Saved entries:
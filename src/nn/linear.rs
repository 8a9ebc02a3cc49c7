//! Batched dense layer.

use ndarray::{s, Array1, Array2, Array3, Axis};
use ndarray_rand::rand_distr::Uniform;
use ndarray_rand::RandomExt;

use super::Parameterized;

/// A dense layer applied pointwise over the trailing feature axis.
///
/// Inputs are `(batch, points, in)` and outputs `(batch, points, out)`; the
/// same weights act on every point of every batch element. The forward input
/// is cached for the backward pass, and gradients accumulate until
/// `zero_gradients`.
pub struct Linear {
    pub weights: Array2<f64>,
    pub biases: Array1<f64>,
    pub grad_weights: Array2<f64>,
    pub grad_biases: Array1<f64>,
    input_size: usize,
    output_size: usize,
    last_input: Option<Array3<f64>>,
}

impl Linear {
    /// Xavier-initialized dense layer.
    pub fn new(input_size: usize, output_size: usize) -> Self {
        let limit = (6.0 / (input_size + output_size) as f64).sqrt();
        let weights = Array2::random((input_size, output_size), Uniform::new(-limit, limit));

        Self {
            weights,
            biases: Array1::zeros(output_size),
            grad_weights: Array2::zeros((input_size, output_size)),
            grad_biases: Array1::zeros(output_size),
            input_size,
            output_size,
            last_input: None,
        }
    }

    pub fn input_size(&self) -> usize {
        self.input_size
    }

    pub fn output_size(&self) -> usize {
        self.output_size
    }

    /// Forward pass, caching the input.
    pub fn forward(&mut self, input: &Array3<f64>) -> Array3<f64> {
        let (b, n, _) = input.dim();
        let mut output = Array3::zeros((b, n, self.output_size));
        for bi in 0..b {
            let x = input.slice(s![bi, .., ..]);
            let mut y = x.dot(&self.weights);
            for mut row in y.rows_mut() {
                row += &self.biases;
            }
            output.slice_mut(s![bi, .., ..]).assign(&y);
        }
        self.last_input = Some(input.clone());
        output
    }

    /// Backward pass: accumulate weight/bias gradients, return the input
    /// gradient.
    pub fn backward(&mut self, output_gradient: &Array3<f64>) -> Array3<f64> {
        let input = self
            .last_input
            .as_ref()
            .expect("Must call forward before backward");
        let (b, n, _) = input.dim();

        let mut input_gradient = Array3::zeros((b, n, self.input_size));
        for bi in 0..b {
            let x = input.slice(s![bi, .., ..]);
            let dy = output_gradient.slice(s![bi, .., ..]);
            self.grad_weights = &self.grad_weights + &x.t().dot(&dy);
            self.grad_biases = &self.grad_biases + &dy.sum_axis(Axis(0));
            input_gradient
                .slice_mut(s![bi, .., ..])
                .assign(&dy.dot(&self.weights.t()));
        }
        input_gradient
    }
}

impl Parameterized for Linear {
    fn num_parameters(&self) -> usize {
        self.weights.len() + self.biases.len()
    }

    fn collect_parameters(&self, out: &mut Vec<f64>) {
        out.extend(self.weights.iter());
        out.extend(self.biases.iter());
    }

    fn collect_gradients(&self, out: &mut Vec<f64>) {
        out.extend(self.grad_weights.iter());
        out.extend(self.grad_biases.iter());
    }

    fn load_parameters(&mut self, src: &mut dyn Iterator<Item = f64>) {
        for w in self.weights.iter_mut() {
            *w = src.next().expect("parameter vector too short");
        }
        for b in self.biases.iter_mut() {
            *b = src.next().expect("parameter vector too short");
        }
    }

    fn zero_gradients(&mut self) {
        self.grad_weights.fill(0.0);
        self.grad_biases.fill(0.0);
    }
}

**Exercise instructions:** Reproduce verbatim only the lines from the one holding "out.extend(self.grad_weights.iter());" through the end of the records.

**Response to the exercise:**
        out.extend(self.grad_weights.iter());
        out.extend(self.grad_biases.iter());
    }

    fn load_parameters(&mut self, src: &mut dyn Iterator<Item = f64>) {
        for w in self.weights.iter_mut() {
            *w = src.next().expect("parameter vector too short");
        }
        for b in self.biases.iter_mut() {
            *b = src.next().expect("parameter vector too short");
        }
    }

    fn zero_gradients(&mut self) {
        self.grad_weights.fill(0.0);
        self.grad_biases.fill(0.0);
    }
}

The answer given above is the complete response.